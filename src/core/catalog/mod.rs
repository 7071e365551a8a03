//! core::catalog
//!
//! Symbol code catalogs loaded from JSON files.
//!
//! # Overview
//!
//! A catalog is an ordered list of pages, each holding an ordered list of
//! codes. Page order is file order; page numbers are labels and must be
//! unique. See [`schema`] for the file format.
//!
//! Codes are opaque, so loading never rejects a code. Codes that are not
//! 15 characters long are reported as [`CatalogWarning`]s.
//!
//! # Example
//!
//! ```
//! use symgrid::core::catalog::Catalog;
//! use std::path::Path;
//!
//! let json = r#"[{"page": 91, "codes": ["SUPP-----------", "SFPP-----------"]},
//!               {"page": 92, "codes": ["SUAPM----------"]}]"#;
//! let result = Catalog::parse(json, Path::new("inline.json")).unwrap();
//! let catalog = result.catalog;
//!
//! assert_eq!(catalog.len(), 3);
//! assert_eq!(catalog.next_page(91), Some(92));
//! assert_eq!(catalog.page(92).unwrap().codes().len(), 1);
//! ```

pub mod schema;

pub use schema::{CatalogFile, PageEntry};

use std::collections::HashSet;
use std::fs;
use std::path::{Path, PathBuf};
use thiserror::Error;

use crate::core::types::SymbolCode;

/// Errors from catalog operations.
#[derive(Debug, Error)]
pub enum CatalogError {
    #[error("failed to read catalog file '{path}': {source}")]
    ReadError {
        path: PathBuf,
        source: std::io::Error,
    },

    #[error("failed to parse catalog file '{path}': {message}")]
    ParseError { path: PathBuf, message: String },

    #[error("page {page} appears more than once in the catalog")]
    DuplicatePage { page: u32 },

    #[error("page {0} not found in catalog")]
    PageNotFound(u32),

    #[error("catalog has no pages")]
    NoPages,
}

/// A suspicious but accepted catalog entry.
#[derive(Debug, Clone, PartialEq)]
pub struct CatalogWarning {
    /// Page the code was found on.
    pub page: u32,
    /// The offending code.
    pub code: SymbolCode,
    /// The warning message.
    pub message: String,
}

/// Result of loading a catalog.
#[derive(Debug)]
pub struct CatalogLoadResult {
    /// The loaded catalog.
    pub catalog: Catalog,
    /// Any warnings generated during loading.
    pub warnings: Vec<CatalogWarning>,
}

/// One numbered page of codes.
#[derive(Debug, Clone, PartialEq)]
pub struct CatalogPage {
    number: u32,
    codes: Vec<SymbolCode>,
}

impl CatalogPage {
    pub fn new(number: u32, codes: Vec<SymbolCode>) -> Self {
        Self { number, codes }
    }

    pub fn number(&self) -> u32 {
        self.number
    }

    pub fn codes(&self) -> &[SymbolCode] {
        &self.codes
    }
}

/// An ordered, paged collection of symbol codes.
#[derive(Debug, Clone, Default, PartialEq)]
pub struct Catalog {
    pages: Vec<CatalogPage>,
}

impl Catalog {
    /// Build a catalog from pages, rejecting duplicate page numbers.
    pub fn from_pages(pages: Vec<CatalogPage>) -> Result<Self, CatalogError> {
        let mut seen = HashSet::new();
        for page in &pages {
            if !seen.insert(page.number) {
                return Err(CatalogError::DuplicatePage { page: page.number });
            }
        }
        Ok(Self { pages })
    }

    /// A single-page catalog holding `codes`.
    pub fn from_codes(codes: Vec<SymbolCode>) -> Self {
        Self {
            pages: vec![CatalogPage::new(schema::FLAT_PAGE_NUMBER, codes)],
        }
    }

    /// Load a catalog file.
    ///
    /// # Errors
    ///
    /// Returns an error if the file cannot be read or parsed, or if it
    /// repeats a page number.
    pub fn load(path: &Path) -> Result<CatalogLoadResult, CatalogError> {
        let contents = fs::read_to_string(path).map_err(|e| CatalogError::ReadError {
            path: path.to_path_buf(),
            source: e,
        })?;

        Self::parse(&contents, path)
    }

    /// Parse catalog JSON. `path` is only used in error messages.
    pub fn parse(contents: &str, path: &Path) -> Result<CatalogLoadResult, CatalogError> {
        let file: CatalogFile =
            serde_json::from_str(contents).map_err(|e| CatalogError::ParseError {
                path: path.to_path_buf(),
                message: e.to_string(),
            })?;

        let pages = file
            .into_pages()
            .into_iter()
            .map(|entry| CatalogPage::new(entry.page, entry.codes))
            .collect();
        let catalog = Self::from_pages(pages)?;
        let warnings = catalog.check_codes();

        Ok(CatalogLoadResult { catalog, warnings })
    }

    /// Flag codes that are not the usual 15 characters.
    fn check_codes(&self) -> Vec<CatalogWarning> {
        self.pages
            .iter()
            .flat_map(|page| {
                page.codes
                    .iter()
                    .filter(|code| !code.is_standard_length())
                    .map(move |code| CatalogWarning {
                        page: page.number,
                        code: code.clone(),
                        message: format!(
                            "possible invalid code '{}' on page {}: length {}, expected {}",
                            code,
                            page.number,
                            code.as_str().chars().count(),
                            SymbolCode::STANDARD_LEN
                        ),
                    })
            })
            .collect()
    }

    pub fn pages(&self) -> &[CatalogPage] {
        &self.pages
    }

    /// Look up a page by number.
    pub fn page(&self, number: u32) -> Result<&CatalogPage, CatalogError> {
        self.pages
            .iter()
            .find(|p| p.number == number)
            .ok_or(CatalogError::PageNotFound(number))
    }

    /// The first page in file order.
    pub fn first_page(&self) -> Result<&CatalogPage, CatalogError> {
        self.pages.first().ok_or(CatalogError::NoPages)
    }

    pub fn page_numbers(&self) -> Vec<u32> {
        self.pages.iter().map(|p| p.number).collect()
    }

    /// All codes in page order.
    pub fn codes(&self) -> Vec<SymbolCode> {
        self.pages
            .iter()
            .flat_map(|p| p.codes.iter().cloned())
            .collect()
    }

    /// Total number of codes across all pages.
    pub fn len(&self) -> usize {
        self.pages.iter().map(|p| p.codes.len()).sum()
    }

    pub fn is_empty(&self) -> bool {
        self.len() == 0
    }

    /// Take `count` codes after skipping `skip`, in page order.
    ///
    /// A `count` of zero takes everything after `skip`.
    pub fn select(&self, count: usize, skip: usize) -> Vec<SymbolCode> {
        let rest = self.pages.iter().flat_map(|p| p.codes.iter()).skip(skip);
        if count == 0 {
            rest.cloned().collect()
        } else {
            rest.take(count).cloned().collect()
        }
    }

    /// Page after `number` in file order.
    pub fn next_page(&self, number: u32) -> Option<u32> {
        let index = self.position(number)?;
        self.pages.get(index + 1).map(|p| p.number)
    }

    /// Page before `number` in file order.
    pub fn previous_page(&self, number: u32) -> Option<u32> {
        let index = self.position(number)?;
        index
            .checked_sub(1)
            .and_then(|i| self.pages.get(i))
            .map(|p| p.number)
    }

    fn position(&self, number: u32) -> Option<usize> {
        self.pages.iter().position(|p| p.number == number)
    }
}

#[cfg(test)]
mod tests {
    use super::*;
    use tempfile::TempDir;

    fn sample() -> Catalog {
        let json = r#"[
            {"page": 91, "codes": ["SUPP-----------", "SFPP-----------", "SNPP-----------"]},
            {"page": 92, "codes": ["SUAPM----------", "SFAPM----------"]},
            {"page": 95, "codes": ["SUAPMFJ--------"]}
        ]"#;
        Catalog::parse(json, Path::new("sample.json")).unwrap().catalog
    }

    #[test]
    fn load_from_file() {
        let temp = TempDir::new().unwrap();
        let path = temp.path().join("sidc.json");
        fs::write(&path, r#"[{"page": 1, "codes": ["SUPP-----------"]}]"#).unwrap();

        let result = Catalog::load(&path).unwrap();
        assert_eq!(result.catalog.len(), 1);
        assert!(result.warnings.is_empty());
    }

    #[test]
    fn missing_file_is_read_error() {
        let temp = TempDir::new().unwrap();
        let err = Catalog::load(&temp.path().join("nope.json")).unwrap_err();
        assert!(matches!(err, CatalogError::ReadError { .. }));
    }

    #[test]
    fn malformed_json_is_parse_error() {
        let err = Catalog::parse("{not json", Path::new("x.json")).unwrap_err();
        assert!(matches!(err, CatalogError::ParseError { .. }));
        assert!(err.to_string().contains("x.json"));
    }

    #[test]
    fn duplicate_pages_rejected() {
        let json = r#"[{"page": 1, "codes": []}, {"page": 1, "codes": []}]"#;
        let err = Catalog::parse(json, Path::new("dup.json")).unwrap_err();
        assert!(matches!(err, CatalogError::DuplicatePage { page: 1 }));
    }

    #[test]
    fn short_codes_warn() {
        let json = r#"["SUPP-----------", "BAD"]"#;
        let result = Catalog::parse(json, Path::new("flat.json")).unwrap();
        assert_eq!(result.catalog.len(), 2);
        assert_eq!(result.warnings.len(), 1);
        assert_eq!(result.warnings[0].code, SymbolCode::new("BAD"));
        assert!(result.warnings[0].message.contains("possible invalid code"));
    }

    #[test]
    fn codes_in_page_order() {
        let codes = sample().codes();
        assert_eq!(codes.len(), 6);
        assert_eq!(codes[0].as_str(), "SUPP-----------");
        assert_eq!(codes[5].as_str(), "SUAPMFJ--------");
    }

    #[test]
    fn page_lookup() {
        let catalog = sample();
        assert_eq!(catalog.page(92).unwrap().codes().len(), 2);
        assert!(matches!(catalog.page(7), Err(CatalogError::PageNotFound(7))));
        assert_eq!(catalog.page_numbers(), vec![91, 92, 95]);
        assert_eq!(catalog.first_page().unwrap().number(), 91);
    }

    #[test]
    fn select_subsets() {
        let catalog = sample();
        assert_eq!(catalog.select(0, 0).len(), 6);
        assert_eq!(catalog.select(2, 0).len(), 2);

        let picked = catalog.select(2, 2);
        assert_eq!(picked[0].as_str(), "SNPP-----------");
        assert_eq!(picked[1].as_str(), "SUAPM----------");

        assert_eq!(catalog.select(0, 4).len(), 2);
        assert!(catalog.select(3, 10).is_empty());
    }

    #[test]
    fn page_navigation() {
        let catalog = sample();
        assert_eq!(catalog.next_page(91), Some(92));
        assert_eq!(catalog.next_page(92), Some(95));
        assert_eq!(catalog.next_page(95), None);
        assert_eq!(catalog.previous_page(91), None);
        assert_eq!(catalog.previous_page(95), Some(92));
        assert_eq!(catalog.next_page(1), None);
    }

    #[test]
    fn empty_catalog() {
        let result = Catalog::parse("[]", Path::new("empty.json")).unwrap();
        assert!(result.catalog.is_empty());
        assert!(result.catalog.pages().is_empty());
        assert!(matches!(result.catalog.first_page(), Err(CatalogError::NoPages)));
    }

    #[test]
    fn from_codes_is_single_page() {
        let catalog = Catalog::from_codes(vec![SymbolCode::new("A")]);
        assert_eq!(catalog.page_numbers(), vec![1]);
    }
}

##########

*DIRECTIONS*. Every line of the listing that includes the word "count" forms the answer.

*RESULT BELOW*.
                            code.as_str().chars().count(),
    /// Take `count` codes after skipping `skip`, in page order.
    /// A `count` of zero takes everything after `skip`.
    pub fn select(&self, count: usize, skip: usize) -> Vec<SymbolCode> {
        if count == 0 {
            rest.take(count).cloned().collect()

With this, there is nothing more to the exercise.